"Deep Night" is a song and jazz standard with a melody composed in 1929 by Charles E. Henderson and lyrics written by Rudy Vallee. The tune is written in a minor key.

History
The song was first recorded in 1929 by Vallee with The Connecticut Yankees, as the B side of his song "Weary River". These were the  first recordings Vallee made for RCA Victor.

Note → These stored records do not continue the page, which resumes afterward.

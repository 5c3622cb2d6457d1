//! Raw Bot API message JSON -> normalized [`Message`].
//!
//! Text wins over media. Media keys are scanned in a fixed order and the
//! first usable one is taken; a list value holds resolution variants ordered
//! smallest to largest, so the last entry is the one downloaded.

use serde_json::Value;
use tracing::debug;

use bokkichat_core::{
    errors::Error, Address, MediaMessage, MediaType, Message, Result, TextMessage,
};

use crate::BotApi;

/// Scan order of attachment keys and the media kind each maps to.
pub const MEDIA_KEYS: [(&str, MediaType); 4] = [
    ("photo", MediaType::Image),
    ("audio", MediaType::Audio),
    ("video", MediaType::Video),
    ("voice", MediaType::Audio),
];

/// What a payload carries, before any file is fetched.
#[derive(Clone, Debug, PartialEq, Eq)]
pub enum Classified {
    Text {
        sender: Address,
        body: String,
    },
    Media {
        sender: Address,
        media_type: MediaType,
        file_id: String,
        caption: String,
    },
}

pub fn classify(payload: &Value) -> Result<Classified> {
    let sender = chat_address(payload)?;

    match payload.get("text") {
        None | Some(Value::Null) => {}
        Some(Value::String(body)) => {
            return Ok(Classified::Text {
                sender,
                body: body.clone(),
            })
        }
        Some(other) => {
            return Ok(Classified::Text {
                sender,
                body: other.to_string(),
            })
        }
    }

    for (key, media_type) in MEDIA_KEYS {
        let Some(value) = payload.get(key) else {
            continue;
        };
        let Some(file_id) = file_reference(value) else {
            continue;
        };
        debug!("media type: {key}");

        return Ok(Classified::Media {
            sender,
            media_type,
            file_id: file_id.to_string(),
            caption: payload
                .get("caption")
                .and_then(Value::as_str)
                .unwrap_or_default()
                .to_string(),
        });
    }

    Err(Error::InvalidMessageData(format!(
        "no text or supported media in {payload}"
    )))
}

/// Classify `payload` and, for media, download the referenced file.
pub fn normalize<A>(api: &A, payload: &Value, receiver: &Address) -> Result<Message>
where
    A: BotApi + ?Sized,
{
    match classify(payload)? {
        Classified::Text { sender, body } => {
            debug!("message body: {body}");
            Ok(TextMessage::new(sender, receiver.clone(), body).into())
        }
        Classified::Media {
            sender,
            media_type,
            file_id,
            caption,
        } => {
            let url = api.file_url(&file_id)?;
            let data = api.download(&url)?;
            Ok(MediaMessage::new(sender, receiver.clone(), media_type, data)
                .with_caption(caption)
                .into())
        }
    }
}

fn chat_address(payload: &Value) -> Result<Address> {
    match payload.get("chat").and_then(|c| c.get("id")) {
        Some(Value::Number(id)) => Ok(Address::new(id.to_string())),
        Some(Value::String(id)) => Ok(Address::new(id.clone())),
        _ => Err(Error::InvalidMessageData(format!(
            "message without chat id: {payload}"
        ))),
    }
}

/// `file_id` of an attachment value; lists resolve to their last entry.
/// Empty values and other shapes count as absent.
fn file_reference(value: &Value) -> Option<&str> {
    match value {
        Value::Array(variants) => variants.last()?.get("file_id")?.as_str(),
        Value::Object(map) if !map.is_empty() => map.get("file_id")?.as_str(),
        _ => None,
    }
}
use std::path::Path;

use bokkichat_core::{MediaType, Result};

/// A conversation visible to the logged-in account, with its history.
#[derive(Clone, Debug, PartialEq, Eq)]
pub struct Dialog {
    /// Display name of the peer (user, group or channel title).
    pub name: String,
    pub messages: Vec<DialogMessage>,
}

#[derive(Clone, Debug, PartialEq, Eq)]
pub struct DialogMessage {
    /// Authored by the logged-in account.
    pub outgoing: bool,
    pub text: String,
}

/// The slice of the MTProto client API a user-session connection needs.
///
/// Calls block until the remote side has answered. A target that cannot be
/// resolved or that refuses the message is reported as `Error::Rejected`.
pub trait UserApi {
    /// Username of the logged-in account (numeric id when it has none).
    fn own_address(&self) -> Result<String>;

    fn dialogs(&self) -> Result<Vec<Dialog>>;

    fn send_text(&self, target: &str, text: &str) -> Result<()>;

    fn send_file(&self, target: &str, kind: MediaType, file: &Path, caption: &str) -> Result<()>;

    /// Persist the session and drop the network connection.
    fn disconnect(&mut self) -> Result<()>;
}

Popular recordings in 1929 were those by Vallee and by Ruth Etting.

Recorded versions
It has been covered by many jazz musicians notably: 
Sonny Clark in his album Cool Struttin'
Bud Powell
Art Tatum
Buddy DeFranco. 
It has also been recorded by vocalists, including: 
Frank Sinatra with Harry James in 1951 on Columbia 39527,
Tony Martin on his 1949 album You, and the Night, and the Music ... 
Vic Damone for his 1962 album Linger Awhile 
Ann Richards on her 1958 album I'm Shooting High 
Barbara Rosene on her album of the same name.

Popular culture
Deep Night was also part of the sound track of the films My Own Private Idaho, "Tomorrow Is Another Day" and Bonnie and Clyde. and features in the Score of Matthew Bourne's 2021 dance theatre work 'The Midnight Bell'.